**GOAL OF THE EXERCISE**:
Provide the entries once more, identical in every word.

**PROVIDED ENTRIES**:

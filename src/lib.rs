//! # Doc Relay
//!
//! A queue-driven document ingestion relay.
//!
//! Doc Relay watches a storage work queue for change-notification events,
//! resolves the referenced files through pluggable storage sources
//! (local filesystem, blob container, data-lake filesystem), hands them to
//! an external indexing routine, and records every status transition in a
//! durable SQLite ledger. Messages that cannot be processed are routed to a
//! dead-letter queue and never retried in place.
//!
//! ## Architecture
//!
//! ```text
//! ┌────────────┐   ┌────────────┐   ┌─────────────┐   ┌──────────┐
//! │ Work queue │──▶│  Consumer  │──▶│   Worker    │──▶│  Ledger  │
//! │  (events)  │   │ poll/route │   │ resolve +   │   │  SQLite  │
//! └────────────┘   └─────┬──────┘   │ index call  │   └──────────┘
//!                        │          └──────┬──────┘
//!                        ▼                 ▼
//!                  ┌────────────┐   ┌─────────────┐
//!                  │ Dead-letter│   │ FileSources │
//!                  │   queue    │   │ local/blob/ │
//!                  └────────────┘   │  data lake  │
//!                                   └─────────────┘
//! ```
//!
//! ## Modules
//!
//! | Module | Purpose |
//! |--------|---------|
//! | [`config`] | TOML configuration parsing |
//! | [`error`] | Error taxonomy |
//! | [`models`] | Core data types (file handles, ledger rows) |
//! | [`event`] | Queue event decoding |
//! | [`source`] | Storage source trait |
//! | [`source_local`] | Local filesystem source with change detection |
//! | [`source_blob`] | Single-blob source |
//! | [`source_datalake`] | Recursive data-lake source with ACL parsing |
//! | [`ledger`] | Durable per-file status ledger |
//! | [`indexer`] | External indexing routine abstraction |
//! | [`queue`] | Message queue trait and implementations |
//! | [`worker`] | Per-event ingestion worker |
//! | [`consumer`] | Batch queue consumer with dead-letter routing |
//! | [`migrate`] | Ledger schema migrations |

pub mod config;
pub mod consumer;
pub mod error;
pub mod event;
pub mod indexer;
pub mod ledger;
pub mod migrate;
pub mod models;
pub mod queue;
pub mod source;
pub mod source_blob;
pub mod source_datalake;
pub mod source_local;
pub mod worker;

**TASK RESPONSE**:
filename src/lib.rs
//! # Doc Relay
//!
//! A queue-driven document ingestion relay.
//!
//! Doc Relay watches a storage work queue for change-notification events,
//! resolves the referenced files through pluggable storage sources
//! (local filesystem, blob container, data-lake filesystem), hands them to
//! an external indexing routine, and records every status transition in a
//! durable SQLite ledger. Messages that cannot be processed are routed to a
//! dead-letter queue and never retried in place.
//!
//! ## Architecture
//!
//! ```text
//! ┌────────────┐   ┌────────────┐   ┌─────────────┐   ┌──────────┐
//! │ Work queue │──▶│  Consumer  │──▶│   Worker    │──▶│  Ledger  │
//! │  (events)  │   │ poll/route │   │ resolve +   │   │  SQLite  │
//! └────────────┘   └─────┬──────┘   │ index call  │   └──────────┘
//!                        │          └──────┬──────┘
//!                        ▼                 ▼
//!                  ┌────────────┐   ┌─────────────┐
//!                  │ Dead-letter│   │ FileSources │
//!                  │   queue    │   │ local/blob/ │
//!                  └────────────┘   │  data lake  │
//!                                   └─────────────┘
//! ```
//!
//! ## Modules
//!
//! | Module | Purpose |
//! |--------|---------|
//! | [`config`] | TOML configuration parsing |
//! | [`error`] | Error taxonomy |
//! | [`models`] | Core data types (file handles, ledger rows) |
//! | [`event`] | Queue event decoding |
//! | [`source`] | Storage source trait |
//! | [`source_local`] | Local filesystem source with change detection |
//! | [`source_blob`] | Single-blob source |
//! | [`source_datalake`] | Recursive data-lake source with ACL parsing |
//! | [`ledger`] | Durable per-file status ledger |
//! | [`indexer`] | External indexing routine abstraction |
//! | [`queue`] | Message queue trait and implementations |
//! | [`worker`] | Per-event ingestion worker |
//! | [`consumer`] | Batch queue consumer with dead-letter routing |
//! | [`migrate`] | Ledger schema migrations |

pub mod config;
pub mod consumer;
pub mod error;
pub mod event;
pub mod indexer;
pub mod ledger;
pub mod migrate;
pub mod models;
pub mod queue;
pub mod source;
pub mod source_blob;
pub mod source_datalake;
pub mod source_local;
pub mod worker;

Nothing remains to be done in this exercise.